Kembali pada moto hidup, "Jadi, seberapa hebat Akashi-kun itu?" to the point.
Mata lentik berkedip skeptis, "Apa dia bersikap terlalu rendah hati padamu, sampai-sampai kau menyelidiki kehebatannya dariku-ssu?"
"Mungkin. Terlepas dari itu, aku hanya ingin mendengar pendapat tentang Akashi-kun dari salah satu temannya saja."
"Boleh saja, tapi sebelum itu, aku ingin bertanya padamu," Tubuh sedikit mencondong ke depan, sepasang iris hazel seolah menyegel pergerakan Tetsuya, "Sejak kapan kalian mengenal? Mulai jatuh cinta, hingga memutuskan untuk menikah?" selidik Kise pada wanita yang masih mampu memertahankan wajah nihil ekspresinya. Leh uga, huh.
Dan bukan Kuroko Tetsuya, jika tidak pandai mengalihkan topik.
"Maaf, itu sudah menyangkut urusan pribadi," kembali melirik jam pada pergelangan. Oh, sudah hampir sepuluh menit, "dan jika tidak ada urusan lain—"
"—Tentu ada. Ngomong-ngomong apa kau ingat kertas-kertas ini-ssu?"
Mata indah membulat, senyum terkembang tanpa disadari. "Laporanku, di mana kau temukan itu—eh," kertas tersebut kembali disembunyikan di balik punggung sang model. "Syaratnya adalah kau bersedia mengajak atau diajak aku untuk makan bersama, deal?"
Suka tidak suka, ridho ataupun tidak Tetsuya menyetujuinya. Lalu Kise yang mendapatkan persetujuan yang senilai dengan pernyataan cinta, merasa betapa hari ini sungguh indah.
"Kalau begitu, kapan kita mulai ken—"
Getaran handphone terasa pada saku roknya, dan untuk siapapun yang menghubunginya saat ini, Tetsuya merasa sungguh berhutang terima kasih.
[Assalamu'alaikum]
"Wa'alaikumsalam, ibu ada apa?"
[Tidak ada apa-apa sayang, ibu hanya berpikir untuk makan siang bersamamu.]

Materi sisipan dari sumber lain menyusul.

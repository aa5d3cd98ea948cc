use std::{
    collections::BTreeSet,
    sync::{Arc, Mutex},
};

use bvbuilder_core::{
    application::{
        ApplicationError,
        ports::{DatabaseBootstrapper, SchemaProvisioner},
    },
    domain::{
        DatabaseName, TableSchema,
        schema::{create_database_sql, use_database_sql},
    },
    error::BvResult,
};

/// Statement-recording stand-in for a MySQL server.
///
/// Clones share state. `CREATE TABLE IF NOT EXISTS` semantics are modelled
/// by remembering which tables exist.
#[derive(Debug, Clone, Default)]
pub struct MemoryDatabase {
    inner: Arc<Mutex<Inner>>,
}

#[derive(Debug, Default)]
struct Inner {
    statements: Vec<String>,
    tables: BTreeSet<String>,
    databases: BTreeSet<String>,
    unreachable: bool,
}

impl MemoryDatabase {
    pub fn new() -> Self {
        Self::default()
    }

    /// Every call fails as if the server refused the connection.
    pub fn unreachable() -> Self {
        let db = Self::default();
        if let Ok(mut inner) = db.inner.lock() {
            inner.unreachable = true;
        }
        db
    }

    /// Every statement executed so far, in order.
    pub fn statements(&self) -> Vec<String> {
        self.inner
            .lock()
            .map(|inner| inner.statements.clone())
            .unwrap_or_default()
    }

    pub fn tables(&self) -> Vec<String> {
        self.inner
            .lock()
            .map(|inner| inner.tables.iter().cloned().collect())
            .unwrap_or_default()
    }

    pub fn databases(&self) -> Vec<String> {
        self.inner
            .lock()
            .map(|inner| inner.databases.iter().cloned().collect())
            .unwrap_or_default()
    }

    fn with_connection<T>(&self, f: impl FnOnce(&mut Inner) -> T) -> BvResult<T> {
        let mut inner = self
            .inner
            .lock()
            .map_err(|_| ApplicationError::StoreLockError)?;
        if inner.unreachable {
            return Err(ApplicationError::database("connect ECONNREFUSED 127.0.0.1:3306").into());
        }
        Ok(f(&mut inner))
    }
}

impl SchemaProvisioner for MemoryDatabase {
    fn ensure_table(&self, schema: &TableSchema) -> BvResult<()> {
        self.with_connection(|inner| {
            inner.statements.push(schema.create_if_absent_sql());
            inner.tables.insert(schema.table().to_string());
        })
    }
}

impl DatabaseBootstrapper for MemoryDatabase {
    fn bootstrap(&self, database: &DatabaseName, script: &str) -> BvResult<()> {
        self.with_connection(|inner| {
            inner.statements.push(create_database_sql(database));
            inner.statements.push(use_database_sql(database));
            inner.statements.push(script.to_string());
            inner.databases.insert(database.to_string());
        })
    }
}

"M-makan siang—tunggu. Ibu ada di mana sekarang?"
[Entahlah nak, ibu tadi dapat info dari teman pengajian, katanya ada diskon besar-besaran di mall Rakuzan.]

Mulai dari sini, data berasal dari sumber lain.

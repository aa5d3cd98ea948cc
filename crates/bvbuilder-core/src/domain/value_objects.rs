//! Domain value objects: ApiVersion, ArtifactKind, Flavor, DatabaseName.
//!
//! # Design
//!
//! These are pure value types with equality-by-value and no identity.
//! Each one owns its string representation and its parser; nothing else
//! in the crate matches on raw strings.

use crate::domain::error::DomainError;
use serde::{Deserialize, Serialize};
use std::fmt;
use std::str::FromStr;

// ── ApiVersion ───────────────────────────────────────────────────────────────

/// Path segment namespacing generated files and documented URLs (`v1`).
#[derive(Debug, Clone, PartialEq, Eq, Hash, Serialize, Deserialize)]
#[serde(try_from = "String", into = "String")]
pub struct ApiVersion(String);

impl ApiVersion {
    pub const DEFAULT: &'static str = "v1";

    pub fn parse(raw: impl Into<String>) -> Result<Self, DomainError> {
        let raw = raw.into();
        let reject = |reason: &str| DomainError::InvalidVersion {
            version: raw.clone(),
            reason: reason.into(),
        };

        if raw.is_empty() {
            return Err(reject("version cannot be empty"));
        }
        if raw == "." || raw == ".." {
            return Err(reject("version cannot be a relative path component"));
        }
        if let Some(bad) = raw
            .chars()
            .find(|c| !(c.is_ascii_alphanumeric() || matches!(c, '.' | '_' | '-')))
        {
            return Err(reject(&format!("character '{bad}' is not allowed")));
        }

        Ok(Self(raw))
    }

    pub fn as_str(&self) -> &str {
        &self.0
    }
}

impl Default for ApiVersion {
    fn default() -> Self {
        Self(Self::DEFAULT.to_string())
    }
}

impl fmt::Display for ApiVersion {
    fn fmt(&self, f: &mut fmt::Formatter<'_>) -> fmt::Result {
        f.write_str(&self.0)
    }
}

impl TryFrom<String> for ApiVersion {
    type Error = DomainError;

    fn try_from(value: String) -> Result<Self, Self::Error> {
        Self::parse(value)
    }
}

impl From<ApiVersion> for String {
    fn from(value: ApiVersion) -> Self {
        value.0
    }
}

impl FromStr for ApiVersion {
    type Err = DomainError;

    fn from_str(s: &str) -> Result<Self, Self::Err> {
        Self::parse(s)
    }
}

// ── ArtifactKind ─────────────────────────────────────────────────────────────

/// The three kinds of generated source file.
///
/// Declaration order is generation order: model, controller, route.
#[derive(Debug, Clone, Copy, PartialEq, Eq, Hash, PartialOrd, Ord, Serialize, Deserialize)]
#[serde(rename_all = "lowercase")]
pub enum ArtifactKind {
    Model,
    Controller,
    Route,
}

impl ArtifactKind {
    pub const ALL: [ArtifactKind; 3] = [Self::Model, Self::Controller, Self::Route];

    /// Generated sources are plain CommonJS modules.
    pub const FILE_EXTENSION: &'static str = "js";

    pub const fn as_str(&self) -> &'static str {
        match self {
            Self::Model => "model",
            Self::Controller => "controller",
            Self::Route => "route",
        }
    }

    /// Directory under `src/<version>/` holding this kind of file.
    pub const fn directory(&self) -> &'static str {
        match self {
            Self::Model => "models",
            Self::Controller => "controllers",
            Self::Route => "routes",
        }
    }

    /// Only models are backed by a table.
    pub const fn needs_table(&self) -> bool {
        matches!(self, Self::Model)
    }
}

impl fmt::Display for ArtifactKind {
    fn fmt(&self, f: &mut fmt::Formatter<'_>) -> fmt::Result {
        f.write_str(self.as_str())
    }
}

impl FromStr for ArtifactKind {
    type Err = DomainError;

    fn from_str(s: &str) -> Result<Self, Self::Err> {
        match s.to_ascii_lowercase().as_str() {
            "model" => Ok(Self::Model),
            "controller" => Ok(Self::Controller),
            "route" | "routes" => Ok(Self::Route),
            other => Err(DomainError::UnknownArtifactKind(other.to_string())),
        }
    }
}

// ── Flavor ───────────────────────────────────────────────────────────────────

/// Which generator lineage a template belongs to.
///
/// - `Basic`: list + get-by-id, the default for single-artifact commands
///   and `all`.
/// - `Crud`: full create/read/update/delete, used by `crud`.
#[derive(Debug, Clone, Copy, Default, PartialEq, Eq, Hash, PartialOrd, Ord, Serialize, Deserialize)]
#[serde(rename_all = "lowercase")]
pub enum Flavor {
    #[default]
    Basic,
    Crud,
}

impl Flavor {
    pub const ALL: [Flavor; 2] = [Self::Basic, Self::Crud];

    pub const fn as_str(&self) -> &'static str {
        match self {
            Self::Basic => "basic",
            Self::Crud => "crud",
        }
    }
}

impl fmt::Display for Flavor {
    fn fmt(&self, f: &mut fmt::Formatter<'_>) -> fmt::Result {
        f.write_str(self.as_str())
    }
}

impl FromStr for Flavor {
    type Err = DomainError;

    fn from_str(s: &str) -> Result<Self, Self::Err> {
        match s.to_ascii_lowercase().as_str() {
            "basic" => Ok(Self::Basic),
            "crud" => Ok(Self::Crud),
            other => Err(DomainError::UnknownFlavor(other.to_string())),
        }
    }
}

// ── DatabaseName ─────────────────────────────────────────────────────────────

/// Name of the database created by `init`, interpolated into SQL and `.env`.
#[derive(Debug, Clone, PartialEq, Eq, Hash, Serialize, Deserialize)]
#[serde(try_from = "String", into = "String")]
pub struct DatabaseName(String);

impl DatabaseName {
    pub const DEFAULT: &'static str = "bv_express_db";

    /// Parse a user answer. Surrounding whitespace is trimmed first.
    pub fn parse(raw: impl Into<String>) -> Result<Self, DomainError> {
        let raw = raw.into();
        let trimmed = raw.trim();
        let reject = |reason: &str| DomainError::InvalidDatabaseName {
            name: raw.clone(),
            reason: reason.into(),
        };

        let Some(first) = trimmed.chars().next() else {
            return Err(reject("name cannot be empty"));
        };
        if !first.is_ascii_alphabetic() {
            return Err(reject("name must start with an ASCII letter"));
        }
        if trimmed.len() > 64 {
            return Err(reject("name is longer than 64 characters"));
        }
        if let Some(bad) = trimmed
            .chars()
            .find(|c| !(c.is_ascii_alphanumeric() || matches!(c, '_' | '-' | '$')))
        {
            return Err(reject(&format!("character '{bad}' is not allowed")));
        }

        Ok(Self(trimmed.to_string()))
    }

    pub fn as_str(&self) -> &str {
        &self.0
    }
}

impl Default for DatabaseName {
    fn default() -> Self {
        Self(Self::DEFAULT.to_string())
    }
}

impl fmt::Display for DatabaseName {
    fn fmt(&self, f: &mut fmt::Formatter<'_>) -> fmt::Result {
        f.write_str(&self.0)
    }
}

impl TryFrom<String> for DatabaseName {
    type Error = DomainError;

    fn try_from(value: String) -> Result<Self, Self::Error> {
        Self::parse(value)
    }
}

impl From<DatabaseName> for String {
    fn from(value: DatabaseName) -> Self {
        value.0
    }
}

#[cfg(test)]
mod tests {
    use super::*;

    #[test]
    fn default_version_is_v1() {
        assert_eq!(ApiVersion::default().as_str(), "v1");
    }

    #[test]
    fn version_accepts_common_segments() {
        for ok in ["v1", "v2", "v2.1", "beta_1", "2024-01"] {
            assert!(ApiVersion::parse(ok).is_ok(), "rejected {ok}");
        }
    }

    #[test]
    fn version_rejects_path_tricks() {
        for bad in ["", ".", "..", "v1/admin", "v1\\x", "v 1"] {
            assert!(
                matches!(
                    ApiVersion::parse(bad),
                    Err(DomainError::InvalidVersion { .. })
                ),
                "accepted {bad:?}"
            );
        }
    }

    #[test]
    fn artifact_kinds_in_generation_order() {
        assert_eq!(
            ArtifactKind::ALL,
            [
                ArtifactKind::Model,
                ArtifactKind::Controller,
                ArtifactKind::Route
            ]
        );
        assert!(ArtifactKind::Model < ArtifactKind::Route);
    }

    #[test]
    fn artifact_directories() {
        assert_eq!(ArtifactKind::Model.directory(), "models");
        assert_eq!(ArtifactKind::Controller.directory(), "controllers");
        assert_eq!(ArtifactKind::Route.directory(), "routes");
    }

    #[test]
    fn only_models_need_tables() {
        assert!(ArtifactKind::Model.needs_table());
        assert!(!ArtifactKind::Controller.needs_table());
        assert!(!ArtifactKind::Route.needs_table());
    }

    #[test]
    fn artifact_kind_parses() {
        assert_eq!("MODEL".parse::<ArtifactKind>().unwrap(), ArtifactKind::Model);
        assert_eq!("routes".parse::<ArtifactKind>().unwrap(), ArtifactKind::Route);
        assert!("view".parse::<ArtifactKind>().is_err());
    }

    #[test]
    fn flavor_parses_and_displays() {
        assert_eq!("crud".parse::<Flavor>().unwrap(), Flavor::Crud);
        assert_eq!(Flavor::Basic.to_string(), "basic");
        assert!("full".parse::<Flavor>().is_err());
        assert_eq!(Flavor::default(), Flavor::Basic);
    }

    #[test]
    fn database_name_trims_and_validates() {
        assert_eq!(DatabaseName::parse("  shop_db ").unwrap().as_str(), "shop_db");
        assert!(DatabaseName::parse("   ").is_err());
        assert!(DatabaseName::parse("shop`; DROP").is_err());
        assert!(DatabaseName::parse("9shop").is_err());
        assert!(DatabaseName::parse("a".repeat(65)).is_err());
    }

    #[test]
    fn default_database_name() {
        assert_eq!(DatabaseName::default().as_str(), "bv_express_db");
    }
}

Lha… itu kan dekat kantor Tetsuya.
[Eh lain kali saja deh, sayang …sudah dulu ya, lampunya sudah hijau nih, ibu mau menyebrang jalan dulu—oh ya, hari ini pulang cepat ya Tet-chan, ibu akan masak makanan kesukaanmu, ya.]
"Ehem, jadi Kuroko-chii, apa kalau sekarang kita bisa mulai ken—"

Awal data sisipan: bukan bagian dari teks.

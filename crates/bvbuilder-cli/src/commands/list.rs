//! Implementation of the `bvbuilder list` command.

use bvbuilder_core::application::{TemplateInfo, TemplateService};

use crate::{
    cli::{ListArgs, ListFormat},
    commands::generate::build_store,
    config::AppConfig,
    error::CliResult,
    output::OutputManager,
};

pub fn execute(args: ListArgs, config: &AppConfig, output: &OutputManager) -> CliResult<()> {
    let service = TemplateService::new(Box::new(build_store(config)?));
    let templates = service.list()?;

    match args.format {
        ListFormat::Table => {
            output.header("Available Templates:")?;
            for line in table_rows(&templates) {
                output.print(&line)?;
            }
        }

        // JSON bypasses quiet mode: it must stay parseable in pipes.
        ListFormat::Json => output.json(&templates)?,

        ListFormat::List => {
            for t in &templates {
                output.print(&t.id)?;
            }
        }
    }

    Ok(())
}

fn table_rows(templates: &[TemplateInfo]) -> Vec<String> {
    let width = templates.iter().map(|t| t.id.len()).max().unwrap_or(0);
    templates
        .iter()
        .map(|t| format!("  {:<width$}  {}", t.id, t.origin))
        .collect()
}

"—Maaf Kise-kun, mungkin lain kali," map disambar, ketukan tergesa pada hels menyamarkan ungkapan terima kasih Tetsuya pada seorang pemuda; yang masih terpaku dengan mimpi siang bolong indahnya yang telah menjadi butiran wijen.
…
Seijūrō tahu, kalau dirinya itu tampan. Tapi kalau dilihati oleh perempuan paruh baya terus-terusan, itu namanya bahaya. Memang ada yang salah dengan mukanya?
Pura-pura tidak paham, Seijūrō semakin mendengarkan musik hingga seolah jatuh tenggelam. Sialan memang anak buahnya. Sudah tahu kalau Seijūrō sedang tidak membawa si tunggangan, sekarang malah ditinggal di tengah keramaian jalan.
"Ini benar kau?"
Seijūrō semakin tidak mengerti, "Apa ibu berbicara denganku?"
"Tentu saja! Kau belum mengenalku?"
Lihat saja baru sekarang, bagaimana bisa saling kenal?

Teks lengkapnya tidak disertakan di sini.